There are already quite a few threads dealing with the 2b kick timing and hip and shoulder rotation, but my questions regard the segue from 2b to 6b kick and back again.
I have spent most of this summer trying to master the 6b kick in the TI style, and spent quite a bit of time trying to do this while looking through my 2b 'eyes'. My conclusion is that if you visualise the power phase of the stroke as a torsional process, with concentration on opposite foot/arm co-ordination it somehow leaves you without enough time to visualise and then actuate the flutter lick in between the next rotational kick. I also think that perhaps 'looking' at it that way leaves massive margin for error for students in 2b form too, and also perhaps dissipates some power of the stroke?
My solution has been to re-visualise my stroke.
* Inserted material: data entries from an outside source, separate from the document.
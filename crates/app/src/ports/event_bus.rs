//! Event bus port — publish/subscribe for domain events.

use std::future::Future;

use modhub_domain::error::ModHubError;
use modhub_domain::event::Event;

/// Publishes domain events to interested subscribers.
pub trait EventPublisher {
    /// Publish an event to all current subscribers.
    fn publish(&self, event: Event) -> impl Future<Output = Result<(), ModHubError>> + Send;
}

impl<T: EventPublisher + Send + Sync> EventPublisher for std::sync::Arc<T> {
    fn publish(&self, event: Event) -> impl Future<Output = Result<(), ModHubError>> + Send {
        (**self).publish(event)
    }
}
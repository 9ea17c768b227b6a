//! Rule repository port — persistence for rules.
//!
//! A stored rule has two owners. The rule service edits its definition
//! through [`RuleRepository::update`]; the engine writes its run state
//! through [`RuleRepository::set_run_state`]. Neither write clobbers the
//! other's fields.

use std::future::Future;
use std::sync::Arc;

use modhub_domain::error::ModHubError;
use modhub_domain::id::RuleId;
use modhub_domain::rule::{Rule, RunState};

/// Repository for persisting and querying [`Rule`]s.
pub trait RuleRepository {
    /// Create a new rule in storage.
    fn create(&self, rule: Rule) -> impl Future<Output = Result<Rule, ModHubError>> + Send;

    /// Get a rule by its unique identifier.
    fn get_by_id(
        &self,
        id: RuleId,
    ) -> impl Future<Output = Result<Option<Rule>, ModHubError>> + Send;

    /// Get all rules.
    fn get_all(&self) -> impl Future<Output = Result<Vec<Rule>, ModHubError>> + Send;

    /// Replace an existing rule's definition.
    ///
    /// `is_running` and `last_triggered` keep their stored values; the
    /// returned rule carries them.
    ///
    /// Returns [`ModHubError::NotFound`] when no rule has the same id.
    fn update(&self, rule: Rule) -> impl Future<Output = Result<Rule, ModHubError>> + Send;

    /// Change only the engine-owned fields of a stored rule.
    ///
    /// Returns [`ModHubError::NotFound`] when no rule has this id.
    fn set_run_state(
        &self,
        id: RuleId,
        state: RunState,
    ) -> impl Future<Output = Result<Rule, ModHubError>> + Send;

    /// Delete a rule by its unique identifier.
    fn delete(&self, id: RuleId) -> impl Future<Output = Result<(), ModHubError>> + Send;
}

impl<T: RuleRepository + Send + Sync> RuleRepository for Arc<T> {
    fn create(&self, rule: Rule) -> impl Future<Output = Result<Rule, ModHubError>> + Send {
        (**self).create(rule)
    }

    fn get_by_id(
        &self,
        id: RuleId,
    ) -> impl Future<Output = Result<Option<Rule>, ModHubError>> + Send {
        (**self).get_by_id(id)
    }

    fn get_all(&self) -> impl Future<Output = Result<Vec<Rule>, ModHubError>> + Send {
        (**self).get_all()
    }

    fn update(&self, rule: Rule) -> impl Future<Output = Result<Rule, ModHubError>> + Send {
        (**self).update(rule)
    }

    fn set_run_state(
        &self,
        id: RuleId,
        state: RunState,
    ) -> impl Future<Output = Result<Rule, ModHubError>> + Send {
        (**self).set_run_state(id, state)
    }

    fn delete(&self, id: RuleId) -> impl Future<Output = Result<(), ModHubError>> + Send {
        (**self).delete(id)
    }
}
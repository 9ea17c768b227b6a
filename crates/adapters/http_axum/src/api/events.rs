//! JSON REST handlers for events.

use std::str::FromStr;

use axum::Json;
use axum::extract::{Path, Query, State};
use axum::response::{IntoResponse, Response};
use serde::Deserialize;

use modhub_app::ports::{
    EventPublisher, EventStore, ModRepository, RuleRepository, SettingsRepository, SnapshotStore,
};
use modhub_domain::error::{ModHubError, NotFoundError};
use modhub_domain::event::Event;
use modhub_domain::id::{EventId, RuleId};

use crate::error::ApiError;
use crate::state::AppState;

const DEFAULT_LIMIT: usize = 100;
const MAX_LIMIT: usize = 1000;

/// Query parameters of `GET /api/events`.
#[derive(Debug, Default, Deserialize)]
#[serde(rename_all = "camelCase")]
pub struct EventsQuery {
    pub limit: Option<usize>,
    /// Only events caused by this rule.
    pub rule_id: Option<String>,
}

/// Possible responses from the list endpoint.
pub enum ListResponse {
    Ok(Json<Vec<Event>>),
}

impl IntoResponse for ListResponse {
    fn into_response(self) -> Response {
        match self {
            Self::Ok(json) => json.into_response(),
        }
    }
}

/// Possible responses from the get endpoint.
pub enum GetResponse {
    Ok(Json<Event>),
}

impl IntoResponse for GetResponse {
    fn into_response(self) -> Response {
        match self {
            Self::Ok(json) => json.into_response(),
        }
    }
}

/// `GET /api/events` — list recent events, newest first.
pub async fn list<RR, MR, SR, P, ES, SS>(
    State(state): State<AppState<RR, MR, SR, P, ES, SS>>,
    Query(query): Query<EventsQuery>,
) -> Result<ListResponse, ApiError>
where
    RR: RuleRepository + Send + Sync + 'static,
    MR: ModRepository + Send + Sync + 'static,
    SR: SettingsRepository + Send + Sync + 'static,
    P: EventPublisher + Send + Sync + 'static,
    ES: EventStore + Send + Sync + 'static,
    SS: SnapshotStore + Send + Sync + 'static,
{
    let limit = query.limit.unwrap_or(DEFAULT_LIMIT).min(MAX_LIMIT);
    let events = match query.rule_id {
        Some(raw) => {
            let rule_id =
                RuleId::from_str(&raw).map_err(|_| ApiError::invalid_id("rule", &raw))?;
            state.event_store.find_by_rule(rule_id, limit).await?
        }
        None => state.event_store.get_recent(limit).await?,
    };
    Ok(ListResponse::Ok(Json(events)))
}

/// `GET /api/events/{id}` — get event by ID.
pub async fn get<RR, MR, SR, P, ES, SS>(
    State(state): State<AppState<RR, MR, SR, P, ES, SS>>,
    Path(id): Path<String>,
) -> Result<GetResponse, ApiError>
where
    RR: RuleRepository + Send + Sync + 'static,
    MR: ModRepository + Send + Sync + 'static,
    SR: SettingsRepository + Send + Sync + 'static,
    P: EventPublisher + Send + Sync + 'static,
    ES: EventStore + Send + Sync + 'static,
    SS: SnapshotStore + Send + Sync + 'static,
{
    let event_id = EventId::from_str(&id).map_err(|_| ApiError::invalid_id("event", &id))?;
    let event = state
        .event_store
        .get_by_id(event_id)
        .await?
        .ok_or_else(|| {
            ApiError::from(ModHubError::NotFound(NotFoundError {
                entity: "Event",
                id,
            }))
        })?;
    Ok(GetResponse::Ok(Json(event)))
}
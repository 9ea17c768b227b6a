//! Rule service — use-cases for managing rules.
//!
//! Every save goes through the same path: normalize, validate, reject on
//! error-level issues, persist, and hand the warnings back to the caller.

use serde::Serialize;

use modhub_domain::error::{ModHubError, NotFoundError, ValidationError};
use modhub_domain::id::RuleId;
use modhub_domain::rule::{
    Rule, RulePatch, ValidationIssue, ValidationPolicy, has_errors, normalize,
};

use crate::ports::RuleRepository;

/// A persisted rule together with the non-blocking issues found on save.
#[derive(Debug, Clone, PartialEq, Serialize)]
pub struct RuleSaved {
    pub rule: Rule,
    pub warnings: Vec<ValidationIssue>,
}

/// Application service for rule CRUD operations.
pub struct RuleService<R> {
    repo: R,
    policy: ValidationPolicy,
}

impl<R: RuleRepository> RuleService<R> {
    /// Create a new service backed by the given repository.
    pub fn new(repo: R, policy: ValidationPolicy) -> Self {
        Self { repo, policy }
    }

    #[must_use]
    pub fn policy(&self) -> &ValidationPolicy {
        &self.policy
    }

    /// Normalize and validate a rule without saving it.
    ///
    /// Returns the normalized rule and every issue, errors included.
    #[must_use]
    pub fn validate(&self, rule: Rule) -> (Rule, Vec<ValidationIssue>) {
        let (rule, mut issues) = normalize(rule, &self.policy);
        issues.extend(rule.validate(&self.policy));
        issues.sort_by_key(|issue| !issue.is_error());
        (rule, issues)
    }

    fn checked(&self, rule: Rule) -> Result<(Rule, Vec<ValidationIssue>), ModHubError> {
        let (rule, issues) = self.validate(rule);
        if has_errors(&issues) {
            return Err(ValidationError::Rejected { issues }.into());
        }
        Ok((rule, issues))
    }

    /// Create a new rule after validating it.
    ///
    /// Runtime state is reset: a new rule is never running.
    ///
    /// # Errors
    ///
    /// Returns [`ModHubError::Validation`] with every issue if any is an
    /// error, or a storage error propagated from the repository.
    #[tracing::instrument(skip(self, rule), fields(rule_name = %rule.name))]
    pub async fn create_rule(&self, mut rule: Rule) -> Result<RuleSaved, ModHubError> {
        rule.is_running = false;
        let (rule, warnings) = self.checked(rule)?;
        let rule = self.repo.create(rule).await?;
        tracing::info!(rule_id = %rule.id, warnings = warnings.len(), "rule created");
        Ok(RuleSaved { rule, warnings })
    }

    /// Look up a rule by id, returning an error if not found.
    ///
    /// # Errors
    ///
    /// Returns [`ModHubError::NotFound`] when no rule with `id` exists,
    /// or a storage error from the repository.
    #[tracing::instrument(skip(self))]
    pub async fn get_rule(&self, id: RuleId) -> Result<Rule, ModHubError> {
        self.repo.get_by_id(id).await?.ok_or_else(|| {
            NotFoundError {
                entity: "Rule",
                id: id.to_string(),
            }
            .into()
        })
    }

    /// List all rules.
    ///
    /// # Errors
    ///
    /// Returns a storage error propagated from the repository.
    pub async fn list_rules(&self) -> Result<Vec<Rule>, ModHubError> {
        self.repo.get_all().await
    }

    /// Replace a rule's definition.
    ///
    /// `lastTriggered` and `isRunning` belong to the engine; the repository
    /// keeps their stored values.
    ///
    /// # Errors
    ///
    /// Returns [`ModHubError::NotFound`] if the rule does not exist,
    /// [`ModHubError::Validation`] if it is rejected, or a storage error.
    #[tracing::instrument(skip(self, rule), fields(rule_id = %rule.id))]
    pub async fn update_rule(&self, rule: Rule) -> Result<RuleSaved, ModHubError> {
        self.get_rule(rule.id).await?;
        self.save(rule).await
    }

    /// Apply a partial update.
    ///
    /// # Errors
    ///
    /// Same as [`RuleService::update_rule`].
    #[tracing::instrument(skip(self, patch))]
    pub async fn patch_rule(&self, id: RuleId, patch: RulePatch) -> Result<RuleSaved, ModHubError> {
        let mut rule = self.get_rule(id).await?;
        patch.apply_to(&mut rule);
        self.save(rule).await
    }

    async fn save(&self, rule: Rule) -> Result<RuleSaved, ModHubError> {
        let (rule, warnings) = self.checked(rule)?;
        let rule = self.repo.update(rule).await?;
        Ok(RuleSaved { rule, warnings })
    }

    /// Delete a rule by id.
    ///
    /// # Errors
    ///
    /// Returns [`ModHubError::NotFound`] if the rule does not exist, or a
    /// storage error propagated from the repository.
    #[tracing::instrument(skip(self))]
    pub async fn delete_rule(&self, id: RuleId) -> Result<(), ModHubError> {
        self.get_rule(id).await?;
        self.repo.delete(id).await
    }
}
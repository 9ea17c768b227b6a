//! Event — an immutable record of something that happened.
//!
//! Events are produced when rules fire or release, when actions run or are
//! suppressed, and when mods or settings change.

use serde::{Deserialize, Serialize};

use crate::id::{EventId, RuleId};
use crate::time::{Timestamp, now};

#[derive(Debug, Clone, Copy, PartialEq, Eq, Hash, Serialize, Deserialize)]
#[serde(rename_all = "snake_case")]
pub enum EventType {
    /// A rule became satisfied and its actions were dispatched.
    RuleTriggered,
    /// A running rule stopped matching.
    RuleReleased,
    /// One of a rule's actions failed.
    RuleFailed,
    /// An action lost its target to a higher-precedence rule.
    ActionSuppressed,
    ModActivated,
    ModDeactivated,
    SettingAdjusted,
    CommandRequested,
    NotificationRequested,
    CustomActionRequested,
}

impl std::fmt::Display for EventType {
    fn fmt(&self, f: &mut std::fmt::Formatter<'_>) -> std::fmt::Result {
        let s = match self {
            Self::RuleTriggered => "rule_triggered",
            Self::RuleReleased => "rule_released",
            Self::RuleFailed => "rule_failed",
            Self::ActionSuppressed => "action_suppressed",
            Self::ModActivated => "mod_activated",
            Self::ModDeactivated => "mod_deactivated",
            Self::SettingAdjusted => "setting_adjusted",
            Self::CommandRequested => "command_requested",
            Self::NotificationRequested => "notification_requested",
            Self::CustomActionRequested => "custom_action_requested",
        };
        f.write_str(s)
    }
}

#[derive(Debug, Clone, PartialEq, Serialize, Deserialize)]
#[serde(rename_all = "camelCase")]
pub struct Event {
    pub id: EventId,
    pub event_type: EventType,
    /// Rule that caused the event, if any.
    #[serde(default, skip_serializing_if = "Option::is_none")]
    pub rule_id: Option<RuleId>,
    #[serde(default)]
    pub data: serde_json::Value,
    pub timestamp: Timestamp,
}

impl Event {
    /// Create an event with a fresh id, stamped now.
    #[must_use]
    pub fn new(event_type: EventType, rule_id: Option<RuleId>, data: serde_json::Value) -> Self {
        Self {
            id: EventId::new(),
            event_type,
            rule_id,
            data,
            timestamp: now(),
        }
    }
}
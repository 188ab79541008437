//! The controller capability set consumed by the upper layers.
//!
//! [`XdciCore`] is the only implementor; the protocol and function-IO layers are written
//! against the trait so another controller variant can slot in underneath.

use super::compat::RegisterBank;
use super::driver::{CallbackEvent, CoreCallback, XdciConfig, XdciCore, XferRequest};
use super::{EpInfo, LinkState, Result, UsbDeviceState, UsbSpeed};

pub trait UsbDeviceCoreDriver<C>: Sized {
    type Bank;

    fn init(bank: Self::Bank, config: XdciConfig) -> Result<Self>;
    fn deinit(&mut self, ctx: &mut C) -> Result<()>;
    fn register_callback(&mut self, event: CallbackEvent, cb: CoreCallback<Self, C>);
    fn unregister_callback(&mut self, event: CallbackEvent);
    fn isr_routine(&mut self, ctx: &mut C) -> Result<()>;
    fn isr_routine_timer_based(&mut self, ctx: &mut C) -> Result<()>;
    fn connect(&mut self) -> Result<()>;
    fn disconnect(&mut self, ctx: &mut C) -> Result<()>;
    fn get_speed(&self) -> Option<UsbSpeed>;
    fn set_address(&mut self, address: u8) -> Result<()>;
    fn set_config(&mut self, endpoints: &[EpInfo]) -> Result<()>;
    fn set_link_state(&mut self, state: LinkState) -> Result<()>;
    fn init_ep(&mut self, info: &EpInfo) -> Result<()>;
    fn enable_ep(&mut self, info: &EpInfo) -> Result<()>;
    fn disable_ep(&mut self, phys_ep: usize) -> Result<()>;
    fn stall_ep(&mut self, phys_ep: usize) -> Result<()>;
    fn clear_stall(&mut self, phys_ep: usize) -> Result<()>;
    fn ep_set_nrdy(&mut self, phys_ep: usize) -> Result<()>;
    fn ep0_rx_setup(&mut self) -> Result<()>;
    fn ep0_rx_status(&mut self) -> Result<()>;
    fn ep0_tx_status(&mut self) -> Result<()>;
    fn tx_data(&mut self, req: XferRequest<C>) -> Result<()>;
    fn rx_data(&mut self, req: XferRequest<C>) -> Result<()>;
    fn ep_cancel_transfer(&mut self, phys_ep: usize) -> Result<Option<XferRequest<C>>>;

    /* state queries the upper layers rely on */
    fn ep_info(&self, phys_ep: usize) -> Option<EpInfo>;
    fn is_stalled(&self, phys_ep: usize) -> bool;
    fn dev_state(&self) -> UsbDeviceState;
    fn set_dev_state(&mut self, state: UsbDeviceState);
}

impl<B: RegisterBank, C> UsbDeviceCoreDriver<C> for XdciCore<B, C> {
    type Bank = B;

    fn init(bank: B, config: XdciConfig) -> Result<Self> { XdciCore::init(bank, config) }

    fn deinit(&mut self, ctx: &mut C) -> Result<()> { XdciCore::deinit(self, ctx) }

    fn register_callback(&mut self, event: CallbackEvent, cb: CoreCallback<Self, C>) {
        XdciCore::register_callback(self, event, cb)
    }

    fn unregister_callback(&mut self, event: CallbackEvent) { XdciCore::unregister_callback(self, event) }

    fn isr_routine(&mut self, ctx: &mut C) -> Result<()> { XdciCore::isr_routine(self, ctx) }

    fn isr_routine_timer_based(&mut self, ctx: &mut C) -> Result<()> {
        XdciCore::isr_routine_timer_based(self, ctx)
    }

    fn connect(&mut self) -> Result<()> { XdciCore::connect(self) }

    fn disconnect(&mut self, ctx: &mut C) -> Result<()> { XdciCore::disconnect(self, ctx) }

    fn get_speed(&self) -> Option<UsbSpeed> { XdciCore::get_speed(self) }

    fn set_address(&mut self, address: u8) -> Result<()> { XdciCore::set_address(self, address) }

    fn set_config(&mut self, endpoints: &[EpInfo]) -> Result<()> { XdciCore::set_config(self, endpoints) }

    fn set_link_state(&mut self, state: LinkState) -> Result<()> { XdciCore::set_link_state(self, state) }

    fn init_ep(&mut self, info: &EpInfo) -> Result<()> { XdciCore::init_ep(self, info) }

    fn enable_ep(&mut self, info: &EpInfo) -> Result<()> { XdciCore::enable_ep(self, info) }

    fn disable_ep(&mut self, phys_ep: usize) -> Result<()> { XdciCore::disable_ep(self, phys_ep) }

    fn stall_ep(&mut self, phys_ep: usize) -> Result<()> { XdciCore::stall_ep(self, phys_ep) }

    fn clear_stall(&mut self, phys_ep: usize) -> Result<()> { XdciCore::clear_stall(self, phys_ep) }

    fn ep_set_nrdy(&mut self, phys_ep: usize) -> Result<()> { XdciCore::ep_set_nrdy(self, phys_ep) }

    fn ep0_rx_setup(&mut self) -> Result<()> { XdciCore::ep0_rx_setup(self) }

    fn ep0_rx_status(&mut self) -> Result<()> { XdciCore::ep0_rx_status(self) }

    fn ep0_tx_status(&mut self) -> Result<()> { XdciCore::ep0_tx_status(self) }

    fn tx_data(&mut self, req: XferRequest<C>) -> Result<()> { XdciCore::tx_data(self, req) }

    fn rx_data(&mut self, req: XferRequest<C>) -> Result<()> { XdciCore::rx_data(self, req) }

    fn ep_cancel_transfer(&mut self, phys_ep: usize) -> Result<Option<XferRequest<C>>> {
        XdciCore::ep_cancel_transfer(self, phys_ep)
    }

    fn ep_info(&self, phys_ep: usize) -> Option<EpInfo> { XdciCore::ep_info(self, phys_ep) }

    fn is_stalled(&self, phys_ep: usize) -> bool { XdciCore::is_stalled(self, phys_ep) }

    fn dev_state(&self) -> UsbDeviceState { XdciCore::dev_state(self) }

    fn set_dev_state(&mut self, state: UsbDeviceState) { XdciCore::set_dev_state(self, state) }
}

#[cfg(test)]
mod tests {
    use super::*;
    use crate::usb::mock::{test_config, MockXdci};
    use crate::usb::utra;

    // drive the controller purely through the trait
    fn bring_up<D: UsbDeviceCoreDriver<()>>(bank: D::Bank) -> D {
        let mut core = D::init(bank, test_config()).unwrap();
        core.connect().unwrap();
        core.ep0_rx_setup().unwrap();
        core
    }

    #[test]
    fn generic_driver_path() {
        let mock = MockXdci::new();
        let mut core: XdciCore<&MockXdci, ()> = bring_up(&mock);
        assert_eq!(mock.count_ep_commands(0, utra::DEPCMD_START_XFER), 1);
        assert_eq!(UsbDeviceCoreDriver::dev_state(&core), UsbDeviceState::Default);
        UsbDeviceCoreDriver::disconnect(&mut core, &mut ()).unwrap();
        assert_eq!(mock.count_ep_commands(0, utra::DEPCMD_END_XFER), 1);
    }
}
I now co-ordinate my kick with my catch in my minds eye, and don't so much consciously rotate as nudge my hips (thanks Shinji). The shoulders obviously have to rotate to accommodate compact recovery and catch.
I now see two sides to my stroke as I swim. The side I skate on, and the side that drives the stroke, and visualising it that way in both 2b and 6b modes has made massive differences to all aspects of my stroke. especially in smoothness and eliminating any possibility of losing stroking power when breathing.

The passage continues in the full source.